Torino: torna in carcere il 42enne che abusò di una 13enne
Ribaltata la decisione del GIP dopo l'impugnazione della Procura. Decisivi i filmati di videosorveglianza
Torino: torna in carcere il 42enne che abusò di una 13enne. Ribaltata la decisione del GIP dopo l’impugnazione della Procura. Decisivi i filmati di videosorveglianza.
Il Tribunale del Riesame di Torino ha accolto l’appello della Procura della Repubblica, disponendo la custodia cautelare in carcere per un commerciante di 42 anni accusato di violenza sessuale ai danni di una ragazzina di 13 anni.
La decisione, depositata nella giornata di oggi, martedì 15 settembre 2026, ribalta l’ordinanza emessa il 31 agosto scorso dal GIP, che aveva disposto per l’uomo la sola misura dell’obbligo di firma senza convalidare la permanenza in cella.

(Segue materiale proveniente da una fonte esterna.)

//! Configuration structures for mirage settings.

use serde::{Deserialize, Serialize};

use crate::defaults;

/// Application configuration with nested sections.
#[derive(Debug, Clone, Default, Serialize, Deserialize)]
pub struct Config {
    /// Editor settings
    #[serde(default)]
    pub editor: EditorSettings,

    /// Terminal and display settings
    #[serde(default)]
    pub ui: UiSettings,

    /// Logging settings
    #[serde(default)]
    pub logging: LoggingSettings,
}

/// Editor settings.
#[derive(Debug, Clone, Serialize, Deserialize)]
pub struct EditorSettings {
    /// Soft-wrap long lines at startup
    #[serde(default = "default_word_wrap")]
    pub word_wrap: bool,

    /// Show the line number gutter at startup
    #[serde(default = "default_line_numbers")]
    pub line_numbers: bool,

    /// File opened when no path is given on the command line
    #[serde(default = "default_file_name")]
    pub default_file_name: String,

    /// Files larger than this are not loaded
    #[serde(default = "default_max_file_size_mb")]
    pub max_file_size_mb: u64,
}

/// Color handling for the terminal.
#[derive(Debug, Clone, Copy, Default, PartialEq, Eq, Serialize, Deserialize)]
#[serde(rename_all = "lowercase")]
pub enum ColorMode {
    /// Use colors when the terminal reports support for them
    #[default]
    Auto,
    /// Always use colors
    Always,
    /// Monochrome: reverse video and bold only
    Never,
}

/// Terminal and display settings.
#[derive(Debug, Clone, Serialize, Deserialize)]
pub struct UiSettings {
    /// Color support detection
    #[serde(default)]
    pub color: ColorMode,

    /// Optional TOML theme file
    #[serde(default)]
    pub theme_file: Option<String>,

    /// Input poll timeout between frames in ms
    #[serde(default = "default_tick_rate_ms")]
    pub tick_rate_ms: u64,

    /// How long a second quit key is awaited when there are unsaved changes, in ms
    #[serde(default = "default_quit_confirm_ms")]
    pub quit_confirm_ms: u64,
}

/// Logging settings.
#[derive(Debug, Clone, Serialize, Deserialize)]
pub struct LoggingSettings {
    /// Log file path (optional)
    #[serde(default)]
    pub file_path: Option<String>,

    /// Minimum log level (debug, info, warn, error)
    #[serde(default = "default_min_level")]
    pub min_level: String,
}

// Default value functions for serde
fn default_word_wrap() -> bool {
    defaults::WORD_WRAP
}

fn default_line_numbers() -> bool {
    defaults::LINE_NUMBERS
}

fn default_file_name() -> String {
    defaults::DEFAULT_FILE_NAME.to_string()
}

fn default_max_file_size_mb() -> u64 {
    defaults::MAX_FILE_SIZE_MB
}

fn default_tick_rate_ms() -> u64 {
    defaults::TICK_RATE_MS
}

fn default_quit_confirm_ms() -> u64 {
    defaults::QUIT_CONFIRM_MS
}

fn default_min_level() -> String {
    defaults::MIN_LOG_LEVEL.to_string()
}

impl Default for EditorSettings {
    fn default() -> Self {
        Self {
            word_wrap: default_word_wrap(),
            line_numbers: default_line_numbers(),
            default_file_name: default_file_name(),
            max_file_size_mb: default_max_file_size_mb(),
        }
    }
}

impl Default for UiSettings {
    fn default() -> Self {
        Self {
            color: ColorMode::default(),
            theme_file: None,
            tick_rate_ms: default_tick_rate_ms(),
            quit_confirm_ms: default_quit_confirm_ms(),
        }
    }
}

impl Default for LoggingSettings {
    fn default() -> Self {
        Self {
            file_path: None,
            min_level: default_min_level(),
        }
    }
}

#[cfg(test)]
mod tests {
    use super::*;

    #[test]
    fn test_empty_document_uses_defaults() {
        let config: Config = toml::from_str("").unwrap();
        assert!(config.editor.word_wrap);
        assert!(config.editor.line_numbers);
        assert_eq!(config.ui.color, ColorMode::Auto);
        assert_eq!(config.ui.tick_rate_ms, 100);
        assert_eq!(config.logging.min_level, "info");
    }

    #[test]
    fn test_color_mode_parsing() {
        let config: Config = toml::from_str("[ui]\ncolor = \"never\"\n").unwrap();
        assert_eq!(config.ui.color, ColorMode::Never);

        let err = toml::from_str::<Config>("[ui]\ncolor = \"sometimes\"\n");
        assert!(err.is_err());
    }
}
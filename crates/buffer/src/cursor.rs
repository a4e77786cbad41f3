use std::cmp::min;

/// Logical cursor position in a document
#[derive(Debug, Clone, Copy, Default, PartialEq, Eq)]
pub struct Cursor {
    /// Line index (0-based)
    pub line: usize,
    /// Position in line in chars (0-based, may equal the line length)
    pub column: usize,
}

impl Cursor {
    /// Create a new cursor at position (0, 0)
    pub fn new() -> Self {
        Self { line: 0, column: 0 }
    }

    /// Create cursor at specified position
    pub fn at(line: usize, column: usize) -> Self {
        Self { line, column }
    }

    /// Move cursor up, staying on the first line
    pub fn move_up(&mut self, lines: usize) {
        self.line = self.line.saturating_sub(lines);
    }

    /// Move cursor down, stopping at `max_line`
    pub fn move_down(&mut self, lines: usize, max_line: usize) {
        self.line = min(self.line + lines, max_line);
    }

    /// Move cursor one char left, wrapping to the end of the previous line.
    ///
    /// After wrapping the column is `usize::MAX`; callers clamp it to the
    /// previous line's length.
    pub fn move_left(&mut self) {
        if self.column > 0 {
            self.column -= 1;
        } else if self.line > 0 {
            self.line -= 1;
            self.column = usize::MAX;
        }
    }

    /// Move cursor one char right, wrapping to the start of the next line
    pub fn move_right(&mut self, line_len: usize, max_line: usize) {
        if self.column < line_len {
            self.column += 1;
        } else if self.line < max_line {
            self.line += 1;
            self.column = 0;
        }
    }

    /// Clamp column to maximum line length
    pub fn clamp_column(&mut self, max_column: usize) {
        self.column = min(self.column, max_column);
    }
}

I fatti risalgono al 28 agosto scorso, quando la 13enne era entrata nel mini-market del capoluogo piemontese per acquistare una merenda per i fratelli. Con la scusa di un abbraccio, l’uomo l’aveva avvicinata palpeggiandola.
La giovane, sconvolta, si era confidata con un amico per poi informare i familiari, facendo scattare l’intervento immediato delle forze dell’ordine e il fermo del 42enne.

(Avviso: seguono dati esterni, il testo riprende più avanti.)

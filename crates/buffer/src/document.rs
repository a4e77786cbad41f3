use anyhow::{Context, Result};
use ropey::Rope;
use std::io;
use std::path::Path;

use crate::Cursor;

/// Editable document: an ordered, never empty sequence of logical lines.
///
/// Lines are stored in a rope joined by `\n`, without a trailing terminator,
/// so the rope's line structure is exactly the document's line sequence.
#[derive(Debug, Clone)]
pub struct Document {
    rope: Rope,
    /// Unsaved edits exist
    modified: bool,
}

impl Document {
    /// Create a document holding a single empty line
    pub fn new() -> Self {
        Self {
            rope: Rope::new(),
            modified: false,
        }
    }

    /// Build a document from file contents.
    ///
    /// One trailing `\n` is dropped, so `"a\nb\n"` becomes the lines
    /// `["a", "b"]`. A `\r` stays in the line it belongs to.
    pub fn from_text(contents: &str) -> Self {
        let body = contents.strip_suffix('\n').unwrap_or(contents);

        Self {
            rope: Rope::from_str(body),
            modified: false,
        }
    }

    /// Load a file.
    ///
    /// A missing file is not an error: it yields an empty document.
    pub fn load<P: AsRef<Path>>(path: P) -> Result<Self> {
        let path = path.as_ref();
        match std::fs::read_to_string(path) {
            Ok(contents) => Ok(Self::from_text(&contents)),
            Err(e) if e.kind() == io::ErrorKind::NotFound => Ok(Self::new()),
            Err(e) => {
                Err(e).with_context(|| format!("Failed to read file: {}", path.display()))
            }
        }
    }

    /// Write every line followed by `\n`, replacing the file.
    ///
    /// Clears the modified flag only when the write succeeds.
    pub fn save_to<P: AsRef<Path>>(&mut self, path: P) -> Result<()> {
        let path = path.as_ref();
        let mut contents = String::with_capacity(self.rope.len_bytes() + 1);
        for chunk in self.rope.chunks() {
            contents.push_str(chunk);
        }
        contents.push('\n');

        std::fs::write(path, contents)
            .with_context(|| format!("Failed to write file: {}", path.display()))?;

        self.modified = false;
        Ok(())
    }

    /// Number of logical lines (always at least 1)
    pub fn line_count(&self) -> usize {
        self.rope.len_lines()
    }

    /// Line text without its terminator
    pub fn line(&self, index: usize) -> Option<String> {
        if index >= self.line_count() {
            return None;
        }
        let text = self.rope.line(index).to_string();
        Some(match text.strip_suffix('\n') {
            Some(stripped) => stripped.to_string(),
            None => text,
        })
    }

    /// Line length in chars, without the terminator. Zero for lines past the end.
    pub fn line_len(&self, index: usize) -> usize {
        if index >= self.line_count() {
            return 0;
        }
        let line = self.rope.line(index);
        let len = line.len_chars();
        if len > 0 && line.char(len - 1) == '\n' {
            len - 1
        } else {
            len
        }
    }

    /// Iterate over all lines without terminators
    pub fn lines(&self) -> impl Iterator<Item = String> + '_ {
        (0..self.line_count()).filter_map(|idx| self.line(idx))
    }

    /// Whole document joined by `\n`, without a trailing terminator
    pub fn text(&self) -> String {
        self.rope.to_string()
    }

    /// Insert a character at cursor position.
    ///
    /// Returns the cursor placed after the inserted character. A `'\n'`
    /// splits the line instead.
    pub fn insert_char(&mut self, cursor: &Cursor, ch: char) -> Result<Cursor> {
        if ch == '\n' {
            return self.split_line(cursor);
        }

        let char_idx = self.cursor_to_char_idx(cursor)?;
        self.rope.insert_char(char_idx, ch);
        self.modified = true;
        Ok(Cursor::at(cursor.line, cursor.column + 1))
    }

    /// Split the line at cursor position (Enter).
    ///
    /// Returns the cursor at the start of the new line.
    pub fn split_line(&mut self, cursor: &Cursor) -> Result<Cursor> {
        let char_idx = self.cursor_to_char_idx(cursor)?;
        self.rope.insert_char(char_idx, '\n');
        self.modified = true;
        Ok(Cursor::at(cursor.line + 1, 0))
    }

    /// Delete the character before cursor (Backspace).
    ///
    /// At column 0 the line is merged into the previous one. Returns the new
    /// cursor, or `None` at the very start of the document.
    pub fn delete_backward(&mut self, cursor: &Cursor) -> Result<Option<Cursor>> {
        let char_idx = self.cursor_to_char_idx(cursor)?;
        if char_idx == 0 {
            return Ok(None);
        }

        let new_cursor = if cursor.column > 0 {
            Cursor::at(cursor.line, cursor.column - 1)
        } else {
            Cursor::at(cursor.line - 1, self.line_len(cursor.line - 1))
        };

        self.rope.remove(char_idx - 1..char_idx);
        self.modified = true;
        Ok(Some(new_cursor))
    }

    /// Delete the character at cursor (Delete).
    ///
    /// At the end of a line the next line is merged into it. Returns false
    /// at the very end of the document.
    pub fn delete_forward(&mut self, cursor: &Cursor) -> Result<bool> {
        let char_idx = self.cursor_to_char_idx(cursor)?;
        if char_idx >= self.rope.len_chars() {
            return Ok(false);
        }

        self.rope.remove(char_idx..char_idx + 1);
        self.modified = true;
        Ok(true)
    }

    /// Check if buffer has unsaved edits
    pub fn is_modified(&self) -> bool {
        self.modified
    }

    /// Set modified flag
    pub fn set_modified(&mut self, modified: bool) {
        self.modified = modified;
    }

    /// Convert cursor position to char index in the rope
    fn cursor_to_char_idx(&self, cursor: &Cursor) -> Result<usize> {
        if cursor.line >= self.line_count() {
            anyhow::bail!("Line {} out of range", cursor.line);
        }
        let line_len = self.line_len(cursor.line);
        if cursor.column > line_len {
            anyhow::bail!(
                "Column {} out of range for line {} (length {})",
                cursor.column,
                cursor.line,
                line_len
            );
        }
        Ok(self.rope.line_to_char(cursor.line) + cursor.column)
    }
}

impl Default for Document {
    fn default() -> Self {
        Self::new()
    }
}

#[cfg(test)]
mod tests {
    use super::*;
    use proptest::prelude::*;
    use tempfile::tempdir;

    fn lines_of(doc: &Document) -> Vec<String> {
        doc.lines().collect()
    }

    #[test]
    fn test_empty_document() {
        let doc = Document::new();
        assert_eq!(doc.line_count(), 1);
        assert_eq!(doc.line(0).unwrap(), "");
        assert!(!doc.is_modified());
    }

    #[test]
    fn test_from_text_strips_single_trailing_newline() {
        assert_eq!(lines_of(&Document::from_text("a\nb\n")), vec!["a", "b"]);
        assert_eq!(lines_of(&Document::from_text("a\n\n")), vec!["a", ""]);
        assert_eq!(lines_of(&Document::from_text("a")), vec!["a"]);
        assert_eq!(lines_of(&Document::from_text("")), vec![""]);
    }

    #[test]
    fn test_carriage_return_is_not_a_line_break() {
        let doc = Document::from_text("a\rb\n");
        assert_eq!(doc.line_count(), 1);
        assert_eq!(doc.line_len(0), 3);
    }

    #[test]
    fn test_crlf_keeps_carriage_returns_in_lines() {
        let doc = Document::from_text("one\r\ntwo\r\n");
        assert_eq!(lines_of(&doc), vec!["one\r", "two\r"]);
    }

    #[test]
    fn test_insert_char() {
        let mut doc = Document::new();
        let cursor = doc.insert_char(&Cursor::at(0, 0), 'a').unwrap();
        assert_eq!(cursor, Cursor::at(0, 1));
        assert_eq!(doc.text(), "a");
        assert!(doc.is_modified());
    }

    #[test]
    fn test_insert_multibyte_char_counts_one_column() {
        let mut doc = Document::from_text("ab");
        let cursor = doc.insert_char(&Cursor::at(0, 1), 'ж').unwrap();
        assert_eq!(cursor, Cursor::at(0, 2));
        assert_eq!(doc.line(0).unwrap(), "aжb");
        assert_eq!(doc.line_len(0), 3);
    }

    #[test]
    fn test_split_line() {
        let mut doc = Document::from_text("hello");
        let cursor = doc.split_line(&Cursor::at(0, 2)).unwrap();
        assert_eq!(cursor, Cursor::at(1, 0));
        assert_eq!(lines_of(&doc), vec!["he", "llo"]);
    }

    #[test]
    fn test_split_line_at_end_adds_empty_line() {
        let mut doc = Document::from_text("hi");
        doc.split_line(&Cursor::at(0, 2)).unwrap();
        assert_eq!(lines_of(&doc), vec!["hi", ""]);
    }

    #[test]
    fn test_delete_backward_within_line() {
        let mut doc = Document::from_text("hello");
        let cursor = doc.delete_backward(&Cursor::at(0, 5)).unwrap().unwrap();
        assert_eq!(cursor, Cursor::at(0, 4));
        assert_eq!(doc.text(), "hell");
    }

    #[test]
    fn test_delete_backward_merges_lines() {
        let mut doc = Document::from_text("a\nb");
        let cursor = doc.delete_backward(&Cursor::at(1, 0)).unwrap().unwrap();
        assert_eq!(cursor, Cursor::at(0, 1));
        assert_eq!(lines_of(&doc), vec!["ab"]);
    }

    #[test]
    fn test_delete_backward_at_document_start_is_noop() {
        let mut doc = Document::from_text("abc");
        assert_eq!(doc.delete_backward(&Cursor::at(0, 0)).unwrap(), None);
        assert_eq!(doc.text(), "abc");
        assert!(!doc.is_modified());
    }

    #[test]
    fn test_delete_forward_within_line() {
        let mut doc = Document::from_text("hello");
        assert!(doc.delete_forward(&Cursor::at(0, 0)).unwrap());
        assert_eq!(doc.text(), "ello");
    }

    #[test]
    fn test_delete_forward_merges_next_line() {
        let mut doc = Document::from_text("ab\ncd");
        assert!(doc.delete_forward(&Cursor::at(0, 2)).unwrap());
        assert_eq!(lines_of(&doc), vec!["abcd"]);
    }

    #[test]
    fn test_delete_forward_at_document_end_is_noop() {
        let mut doc = Document::from_text("ab\ncd");
        assert!(!doc.delete_forward(&Cursor::at(1, 2)).unwrap());
        assert_eq!(lines_of(&doc), vec!["ab", "cd"]);
        assert!(!doc.is_modified());
    }

    #[test]
    fn test_deleting_everything_keeps_one_line() {
        let mut doc = Document::from_text("x\n");
        doc.delete_forward(&Cursor::at(0, 0)).unwrap();
        assert_eq!(doc.line_count(), 1);
        assert_eq!(doc.line(0).unwrap(), "");
    }

    #[test]
    fn test_out_of_range_cursor_is_error() {
        let mut doc = Document::from_text("ab");
        assert!(doc.insert_char(&Cursor::at(3, 0), 'x').is_err());
        assert!(doc.insert_char(&Cursor::at(0, 5), 'x').is_err());
        assert_eq!(doc.text(), "ab");
    }

    #[test]
    fn test_load_missing_file_starts_empty() {
        let dir = tempdir().unwrap();
        let doc = Document::load(dir.path().join("absent.txt")).unwrap();
        assert_eq!(lines_of(&doc), vec![""]);
        assert!(!doc.is_modified());
    }

    #[test]
    fn test_load_directory_is_error() {
        let dir = tempdir().unwrap();
        assert!(Document::load(dir.path()).is_err());
    }

    #[test]
    fn test_save_appends_newline_to_every_line() {
        let dir = tempdir().unwrap();
        let path = dir.path().join("out.txt");

        let mut doc = Document::from_text("line 1\nline 2");
        doc.set_modified(true);
        doc.save_to(&path).unwrap();

        assert_eq!(std::fs::read_to_string(&path).unwrap(), "line 1\nline 2\n");
        assert!(!doc.is_modified());
    }

    #[test]
    fn test_save_preserves_crlf() {
        let dir = tempdir().unwrap();
        let path = dir.path().join("dos.txt");

        let mut doc = Document::from_text("a\r\nb\r\n");
        doc.save_to(&path).unwrap();
        assert_eq!(std::fs::read_to_string(&path).unwrap(), "a\r\nb\r\n");
    }

    #[test]
    fn test_save_keeps_mixed_line_endings() {
        let dir = tempdir().unwrap();
        let path = dir.path().join("mixed.txt");

        let mut doc = Document::from_text("a\r\nb\nc\n");
        doc.save_to(&path).unwrap();
        assert_eq!(std::fs::read_to_string(&path).unwrap(), "a\r\nb\nc\n");
    }

    #[test]
    fn test_trailing_carriage_return_survives_save_and_load() {
        let dir = tempdir().unwrap();
        let path = dir.path().join("cr.txt");

        let mut doc = Document::from_text("x\r");
        assert_eq!(lines_of(&doc), vec!["x\r"]);
        doc.save_to(&path).unwrap();

        let loaded = Document::load(&path).unwrap();
        assert_eq!(lines_of(&loaded), vec!["x\r"]);
    }

    #[test]
    fn test_save_failure_keeps_modified() {
        let dir = tempdir().unwrap();
        let path = dir.path().join("missing").join("out.txt");

        let mut doc = Document::new();
        doc.insert_char(&Cursor::new(), 'x').unwrap();
        assert!(doc.save_to(&path).is_err());
        assert!(doc.is_modified());
    }

    #[test]
    fn test_save_load_cycle() {
        let dir = tempdir().unwrap();
        let path = dir.path().join("cycle.txt");

        let mut doc = Document::from_text("1\n\n3\n");
        doc.save_to(&path).unwrap();
        let loaded = Document::load(&path).unwrap();

        assert_eq!(lines_of(&loaded), lines_of(&doc));
        assert_eq!(lines_of(&loaded), vec!["1", "", "3"]);
    }

    proptest! {
        #[test]
        fn save_then_load_reproduces_lines(
            lines in prop::collection::vec("[a-z \t\r]{0,12}", 1..8)
        ) {
            let dir = tempdir().unwrap();
            let path = dir.path().join("prop.txt");

            let mut doc = Document::from_text(&format!("{}\n", lines.join("\n")));
            doc.save_to(&path).unwrap();
            let loaded = Document::load(&path).unwrap();

            prop_assert_eq!(lines_of(&loaded), lines);
        }
    }
}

Le motivazioni del Riesame e i nuovi elementi d’accusa
A differenza del GIP -che aveva tenuto conto della incensuratezza del 42enne e la sua formale collaborazione nella consegna dei filmati-, i giudici del Riesame hanno ravvisato una marcata ed estrema pericolosità sociale nell’imputato, non ritenendo sufficienti le sue dichiarazioni di “volersi far aiutare”.
L’analisi approfondita delle registrazioni delle telecamere di videosorveglianza ha mostrato che appena 40 minuti prima delle molestie alla 13enne, il 42enne aveva palpeggiato ed aggredito un’altra cliente all’interno dell’esercizio commerciale, dimostrando una condotta seriale.